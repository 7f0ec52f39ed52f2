//! # Backend identifiers.
//!
//! A [`Flavour`] names one concurrency backend. Payloads registered under the
//! same flavour share one flavour runner (and its execution context); payloads
//! under different flavours never share scheduling state.
//!
//! | Flavour       | Execution context                                  | Payload kind  |
//! |---------------|----------------------------------------------------|---------------|
//! | `Threaded`    | one OS thread per payload                          | blocking      |
//! | `Tokio`       | tokio current-thread runtime + `LocalSet`          | cooperative   |
//! | `LocalPool`   | `futures::executor::LocalPool`                     | cooperative   |

use std::fmt;

use crate::payloads::PayloadKind;

/// Identifier of a concurrency backend.
#[non_exhaustive]
#[derive(Debug, Clone, Copy, PartialEq, Eq, Hash, PartialOrd, Ord)]
pub enum Flavour {
    /// Blocking payloads, each on a dedicated OS thread.
    Threaded,
    /// Cooperative payloads on a single-threaded tokio runtime.
    Tokio,
    /// Cooperative payloads on a `futures` local pool.
    LocalPool,
}

impl Flavour {
    /// Every known flavour, in declaration order.
    pub const ALL: [Flavour; 3] = [Flavour::Threaded, Flavour::Tokio, Flavour::LocalPool];

    /// Returns a short stable label (kebab-case) for use in logs, thread names and errors.
    ///
    /// # Example
    /// ```
    /// use flavourvisor::Flavour;
    ///
    /// assert_eq!(Flavour::LocalPool.as_label(), "local-pool");
    /// ```
    pub fn as_label(&self) -> &'static str {
        match self {
            Flavour::Threaded => "threaded",
            Flavour::Tokio => "tokio",
            Flavour::LocalPool => "local-pool",
        }
    }

    /// The payload body kind this backend executes.
    pub fn payload_kind(&self) -> PayloadKind {
        match self {
            Flavour::Threaded => PayloadKind::Blocking,
            Flavour::Tokio | Flavour::LocalPool => PayloadKind::Cooperative,
        }
    }
}

impl fmt::Display for Flavour {
    fn fmt(&self, f: &mut fmt::Formatter<'_>) -> fmt::Result {
        f.write_str(self.as_label())
    }
}
#[cfg(test)]
mod tests {
    use super::*;
    use crate::core::RunPayload;
    use crate::error::Cause;
    use std::sync::Arc;
    use std::sync::atomic::{AtomicBool, Ordering};
    use std::task::Poll;
    use std::thread;
    use std::time::Duration;

    #[derive(Debug, thiserror::Error)]
    #[error("terminate runner")]
    struct TerminateRunner;

    async fn yield_now() {
        let mut yielded = false;
        futures::future::poll_fn(|cx| {
            if yielded {
                Poll::Ready(())
            } else {
                yielded = true;
                cx.waker().wake_by_ref();
                Poll::Pending
            }
        })
        .await
    }

    async fn returns() -> PayloadResult {
        Ok(())
    }

    async fn aborts() -> PayloadResult {
        Err(TerminateRunner.into())
    }

    async fn spins() -> PayloadResult {
        loop {
            yield_now().await;
        }
    }

    async fn aborts_late() -> PayloadResult {
        yield_now().await;
        yield_now().await;
        Err(TerminateRunner.into())
    }

    async fn explodes() -> PayloadResult {
        yield_now().await;
        panic!("cooperative boom")
    }

    async fn spins_until_dropped(flag: Arc<AtomicBool>) -> PayloadResult {
        let _flag = SetOnDrop(flag);
        spins().await
    }

    struct SetOnDrop(Arc<AtomicBool>);

    impl Drop for SetOnDrop {
        fn drop(&mut self) {
            self.0.store(true, Ordering::SeqCst);
        }
    }

    fn spawn_run<S: Scheduler>(
        runner: &Arc<CooperativeRunner<S>>,
    ) -> thread::JoinHandle<Result<(), RunnerError>> {
        let driver = {
            let runner = runner.clone();
            thread::spawn(move || runner.run())
        };
        while runner.state() == RunnerState::Idle {
            thread::sleep(Duration::from_millis(1));
        }
        driver
    }

    fn run_payload_while_idle<S: Scheduler>() {
        let runner = CooperativeRunner::<S>::default();
        let value = runner
            .run_payload(Payload::cooperative("with_return", || async {
                yield_now().await;
                "expected return value"
            }))
            .unwrap();
        assert_eq!(value, "expected return value");
        assert_eq!(runner.state(), RunnerState::Idle);
    }

    fn run_payload_while_running<S: Scheduler>() {
        let runner = Arc::new(CooperativeRunner::<S>::default());
        let driver = spawn_run(&runner);

        let value = runner
            .run_payload(Payload::cooperative("answer", || async { 42 }))
            .unwrap();
        assert_eq!(value, 42);

        runner.stop();
        assert!(driver.join().unwrap().is_ok());
        assert_eq!(runner.state(), RunnerState::Stopped);
    }

    fn orphaned_return<S: Scheduler>() {
        let runner = CooperativeRunner::<S>::default();
        runner
            .register(Payload::cooperative("with_return", returns))
            .unwrap();
        let err = runner.run().unwrap_err();
        let anomaly = err.anomaly().unwrap();
        assert_eq!(anomaly.flavour(), S::FLAVOUR);
        assert!(anomaly.cause().is_orphaned_return());
        assert_eq!(runner.state(), RunnerState::Aborted);
    }

    fn failure_wins<S: Scheduler>() {
        let runner = CooperativeRunner::<S>::default();
        runner
            .register(Payload::cooperative("noop", returns))
            .unwrap();
        runner
            .register(Payload::cooperative("loop", spins))
            .unwrap();
        runner
            .register(Payload::cooperative("abort", aborts))
            .unwrap();

        let err = runner.run().unwrap_err();
        let anomaly = err.anomaly().unwrap();
        assert_eq!(anomaly.payload(), "abort");
        assert!(anomaly.cause().downcast_ref::<TerminateRunner>().is_some());
    }

    fn settle_window_is_one_poll<S: Scheduler>() {
        let runner = CooperativeRunner::<S>::default();
        runner
            .register(Payload::cooperative("noop", returns))
            .unwrap();
        runner
            .register(Payload::cooperative("abort", aborts_late))
            .unwrap();

        let err = runner.run().unwrap_err();
        let anomaly = err.anomaly().unwrap();
        assert_eq!(anomaly.payload(), "noop");
        assert!(anomaly.cause().is_orphaned_return());
    }

    fn panic_is_an_anomaly<S: Scheduler>() {
        let runner = CooperativeRunner::<S>::default();
        runner
            .register(Payload::cooperative("boom", explodes))
            .unwrap();
        let err = runner.run().unwrap_err();
        assert!(matches!(
            err.anomaly().unwrap().cause(),
            Cause::Panicked(msg) if msg == "cooperative boom"
        ));
    }

    fn stop_cancels_payloads<S: Scheduler>() {
        let dropped = Arc::new(AtomicBool::new(false));
        let flag = dropped.clone();

        let runner = Arc::new(CooperativeRunner::<S>::default());
        runner
            .register(Payload::cooperative("loop", move || spins_until_dropped(flag)))
            .unwrap();
        let driver = spawn_run(&runner);

        runner.stop();
        runner.stop();
        assert!(driver.join().unwrap().is_ok());
        assert!(dropped.load(Ordering::SeqCst));
        assert_eq!(runner.state(), RunnerState::Stopped);

        runner.stop();
        assert!(matches!(
            runner.register(Payload::cooperative("late", returns)),
            Err(RunnerError::Terminated { .. })
        ));
        assert!(matches!(
            runner.run_payload(Payload::cooperative("late", || async { 1 })),
            Err(RunnerError::Terminated { .. })
        ));
    }

    fn late_registration_is_supervised<S: Scheduler>() {
        let dropped = Arc::new(AtomicBool::new(false));
        let flag = dropped.clone();

        let runner = Arc::new(CooperativeRunner::<S>::default());
        runner
            .register(Payload::cooperative("loop", move || spins_until_dropped(flag)))
            .unwrap();
        let driver = spawn_run(&runner);
        assert!(!dropped.load(Ordering::SeqCst));

        runner
            .register(Payload::cooperative("abort", aborts))
            .unwrap();
        let err = driver.join().unwrap().unwrap_err();
        let anomaly = err.anomaly().unwrap();
        assert_eq!(anomaly.payload(), "abort");
        assert!(anomaly.cause().downcast_ref::<TerminateRunner>().is_some());
        assert!(dropped.load(Ordering::SeqCst));
        assert_eq!(runner.state(), RunnerState::Aborted);
    }

    fn blocking_payload_is_rejected<S: Scheduler>() {
        let runner = CooperativeRunner::<S>::default();
        let err = runner
            .register(Payload::blocking("sync", || Ok(())))
            .unwrap_err();
        assert!(matches!(
            err,
            RunnerError::FlavourMismatch {
                kind: PayloadKind::Blocking,
                ..
            }
        ));
    }

    macro_rules! scheduler_suite {
        ($($module:ident => $scheduler:ty),* $(,)?) => {$(
            mod $module {
                use super::*;

                #[test]
                fn run_payload_while_idle() {
                    super::run_payload_while_idle::<$scheduler>();
                }

                #[test]
                fn run_payload_while_running() {
                    super::run_payload_while_running::<$scheduler>();
                }

                #[test]
                fn orphaned_return() {
                    super::orphaned_return::<$scheduler>();
                }

                #[test]
                fn failure_wins() {
                    super::failure_wins::<$scheduler>();
                }

                #[test]
                fn settle_window_is_one_poll() {
                    super::settle_window_is_one_poll::<$scheduler>();
                }

                #[test]
                fn panic_is_an_anomaly() {
                    super::panic_is_an_anomaly::<$scheduler>();
                }

                #[test]
                fn stop_cancels_payloads() {
                    super::stop_cancels_payloads::<$scheduler>();
                }

                #[test]
                fn late_registration_is_supervised() {
                    super::late_registration_is_supervised::<$scheduler>();
                }

                #[test]
                fn blocking_payload_is_rejected() {
                    super::blocking_payload_is_rejected::<$scheduler>();
                }
            }
        )*};
    }

    scheduler_suite! {
        tokio_scheduler => TokioScheduler,
        local_pool_scheduler => LocalPoolScheduler,
    }

    async fn ticker() -> PayloadResult {
        let local = tokio::task::spawn_local(aborts());
        tokio::time::sleep(Duration::from_millis(5)).await;
        local.await?
    }

    #[test]
    fn tokio_payloads_use_timers_and_local_tasks() {
        let runner = TokioRunner::default();
        runner
            .register(Payload::cooperative("ticker", ticker))
            .unwrap();
        let err = runner.run().unwrap_err();
        assert!(
            err.anomaly()
                .unwrap()
                .cause()
                .downcast_ref::<TerminateRunner>()
                .is_some()
        );
    }
}
//! # Core subscriber trait
//!
//! `Subscribe` is the extension point for plugging custom event handlers into the
//! runners. Each subscriber is driven by a dedicated worker thread fed by a bounded
//! queue that is owned by the [`SubscriberSet`](crate::subscribers::SubscriberSet).
//!
//! ## Contract
//! - Implementations may be slow (I/O, batching, retries) – they do **not** block
//!   the publishing runner nor other subscribers.
//! - Each subscriber **declares** its preferred queue capacity via
//!   [`Subscribe::queue_capacity`]. If a queue overflows, events for that
//!   subscriber are **dropped** and a `SubscriberOverflow` event is emitted to the others.
//!
//! ## Example
//! ```rust
//! use std::sync::atomic::{AtomicUsize, Ordering};
//! use flavourvisor::{Event, EventKind, Subscribe};
//!
//! #[derive(Default)]
//! struct FailureCounter(AtomicUsize);
//!
//! impl Subscribe for FailureCounter {
//!     fn on_event(&self, ev: &Event) {
//!         if ev.kind == EventKind::PayloadFailed {
//!             self.0.fetch_add(1, Ordering::Relaxed);
//!         }
//!     }
//!     fn name(&self) -> &'static str { "failure-counter" }
//! }
//! ```

use crate::events::Event;

/// Contract for event subscribers.
///
/// Called from a subscriber-dedicated worker thread, one event at a time.
pub trait Subscribe: Send + Sync + 'static {
    /// Handle a single event for this subscriber.
    fn on_event(&self, event: &Event);

    /// Human-readable name (for logs and the worker thread name).
    fn name(&self) -> &'static str {
        std::any::type_name::<Self>()
    }

    /// Preferred capacity of this subscriber's queue.
    ///
    /// On overflow, events for this subscriber are **dropped**.
    fn queue_capacity(&self) -> usize {
        1024
    }
}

_Required work_. Among the records, find every line holding the word "logs" and copy it.

_Answer below_.
    /// Returns a short stable label (kebab-case) for use in logs, thread names and errors.
    /// Human-readable name (for logs and the worker thread name).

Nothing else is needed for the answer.